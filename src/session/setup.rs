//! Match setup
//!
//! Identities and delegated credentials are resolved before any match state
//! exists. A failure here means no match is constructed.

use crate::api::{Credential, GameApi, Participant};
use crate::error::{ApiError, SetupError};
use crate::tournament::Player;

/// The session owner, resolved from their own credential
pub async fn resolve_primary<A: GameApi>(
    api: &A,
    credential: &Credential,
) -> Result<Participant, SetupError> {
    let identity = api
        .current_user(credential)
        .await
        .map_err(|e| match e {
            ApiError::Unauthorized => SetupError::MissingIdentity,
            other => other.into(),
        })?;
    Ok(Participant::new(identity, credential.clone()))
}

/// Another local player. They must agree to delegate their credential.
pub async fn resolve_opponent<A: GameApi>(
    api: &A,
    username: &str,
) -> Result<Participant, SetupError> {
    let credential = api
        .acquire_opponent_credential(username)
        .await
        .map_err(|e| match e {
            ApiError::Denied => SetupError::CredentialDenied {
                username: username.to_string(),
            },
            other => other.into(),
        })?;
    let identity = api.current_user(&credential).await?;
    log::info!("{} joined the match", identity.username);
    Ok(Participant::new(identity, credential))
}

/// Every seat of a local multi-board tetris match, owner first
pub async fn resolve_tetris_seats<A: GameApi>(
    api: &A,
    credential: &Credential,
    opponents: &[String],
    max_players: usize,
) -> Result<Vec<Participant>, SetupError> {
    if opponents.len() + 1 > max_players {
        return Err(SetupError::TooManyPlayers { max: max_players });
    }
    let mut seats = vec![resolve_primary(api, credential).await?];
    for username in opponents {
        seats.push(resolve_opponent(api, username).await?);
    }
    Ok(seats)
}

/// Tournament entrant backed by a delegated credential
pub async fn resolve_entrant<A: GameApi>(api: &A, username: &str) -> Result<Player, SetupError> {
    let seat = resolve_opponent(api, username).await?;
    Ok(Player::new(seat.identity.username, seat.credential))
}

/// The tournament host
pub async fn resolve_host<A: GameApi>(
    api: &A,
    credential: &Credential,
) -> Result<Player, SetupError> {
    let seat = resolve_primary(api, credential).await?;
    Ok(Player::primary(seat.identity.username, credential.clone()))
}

...

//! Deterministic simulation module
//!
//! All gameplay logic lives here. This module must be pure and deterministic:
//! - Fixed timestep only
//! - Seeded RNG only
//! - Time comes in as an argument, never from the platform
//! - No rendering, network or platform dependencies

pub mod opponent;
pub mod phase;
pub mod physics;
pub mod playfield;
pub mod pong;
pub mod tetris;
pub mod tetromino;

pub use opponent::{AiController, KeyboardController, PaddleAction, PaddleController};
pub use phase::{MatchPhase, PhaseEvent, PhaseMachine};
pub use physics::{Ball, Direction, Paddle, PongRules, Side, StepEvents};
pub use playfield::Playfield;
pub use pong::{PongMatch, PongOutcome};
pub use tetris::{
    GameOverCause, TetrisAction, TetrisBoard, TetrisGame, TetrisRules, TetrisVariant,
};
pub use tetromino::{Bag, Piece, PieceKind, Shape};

Exercise: Write out every line in the data that holds the string "tetromino".

Answer for this exercise:
pub mod tetromino;
pub use tetromino::{Bag, Piece, PieceKind, Shape};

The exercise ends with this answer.